Sere imbarlumide, tal fossàl
a' crès l'àghe, 'na fèmine plène
a' ciamine tal ciamp.
Jo ti ricuàrdi, Narcìs, tu vèvis el color
da la sere, quànt lis ciampanis
a' sunin di muàrt.[1]


the dead child
Luminous dusk, in the moat
the water rises, a pregnant woman
walks in the meadow.
I remember you, Narciso, with your color
at dusk, when the bells
they play the dead.

From 1923, Pasolini had lived in several cities, due to his father's transfers: Parma and Scandiano, in Emilia-Romagna; Belluno (where his brother Guido was born) and Conegliano, in Veneto; Casarsa, Sacile (where, at the age of seven, encouraged by his mother, he wrote his first poetry) and Idria, in Friuli; Cremona, in Lombardy; finally returning to Bologna, his native land, in 1936. At the end of 1942, the outbreak of war took the small family, deprived of their father, back to Casarsa. There, among other things, Pier Paolo dedicated himself to remembering almost all the places of his childhood, in the poetry collection Via degli amori (1946), written, as the pioneer Poems (1945), in Italian. The interested reader can read the Portuguese translation of some of these compositions in the article “Pier Paolo Pasolini: early times”.

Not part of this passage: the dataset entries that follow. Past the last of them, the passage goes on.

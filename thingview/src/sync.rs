//! Optimistic writes and their reconciliation with the gateway.
//!
//! Every property carries a generation counter. Local writes and pushed
//! updates both bump it, and a write outcome only lands if the counter hasn't
//! moved past the generation the write was issued with. Arrival order of
//! responses and pushes does not matter.

use serde_json::Value;

pub type Generation = u64;

#[derive(Debug, Clone, Copy, PartialEq, Eq)]
pub enum Reconciliation {
    /// A local write went out; the property shows the transition state.
    Pending,
    Applied,
    /// A response that was superseded by a newer generation.
    Discarded,
    /// A failed write restored the last confirmed value.
    RolledBack,
    /// A failed write that newer information already replaced.
    Ignored,
}

#[derive(Debug, Clone, Default, PartialEq)]
pub struct PropertyState {
    /// What is displayed. `None` is the transition state.
    value: Option<Value>,
    confirmed: Option<Value>,
    pending: Option<Generation>,
    generation: Generation,
}

impl PropertyState {
    pub fn new(initial: Option<Value>) -> Self {
        Self {
            value: initial.clone(),
            confirmed: initial,
            pending: None,
            generation: 0,
        }
    }

    pub fn value(&self) -> Option<&Value> {
        self.value.as_ref()
    }

    pub fn confirmed(&self) -> Option<&Value> {
        self.confirmed.as_ref()
    }

    pub fn is_pending(&self) -> bool {
        self.pending.is_some()
    }

    pub fn generation(&self) -> Generation {
        self.generation
    }

    /// Records a local write and returns the generation it must be
    /// reconciled with.
    pub fn begin_write(&mut self) -> Generation {
        self.generation += 1;
        self.pending = Some(self.generation);
        self.value = None;
        self.generation
    }

    pub fn apply_response(&mut self, generation: Generation, value: Value) -> Reconciliation {
        if generation < self.generation {
            return Reconciliation::Discarded;
        }

        self.confirm(value);
        Reconciliation::Applied
    }

    /// Pushed values are ground truth and override any pending write.
    pub fn apply_push(&mut self, value: Value) -> Reconciliation {
        self.generation += 1;
        self.confirm(value);
        Reconciliation::Applied
    }

    pub fn fail(&mut self, generation: Generation) -> Reconciliation {
        if generation < self.generation {
            return Reconciliation::Ignored;
        }

        self.value = self.confirmed.clone();
        self.pending = None;
        Reconciliation::RolledBack
    }

    fn confirm(&mut self, value: Value) {
        self.value = Some(value.clone());
        self.confirmed = Some(value);
        self.pending = None;
    }
}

During the Friulian period, “the author recognized as a master, the referent explicitly declared, paternity elected as ideal – and opposed, in Poetry to Casarsa, for real – it was Ungaretti's, and Ungaretti's feeling of time”, a 1933 collection, in which the young poet “rediscovered the myth of the Italian poetic language as singing”, as Francesca Cadel pointed out, also reporting words from Pasolini himself at the end of the 1960s, for whom the name of Ungaretti “echoed as a symbol of new poetry and a new time in life”.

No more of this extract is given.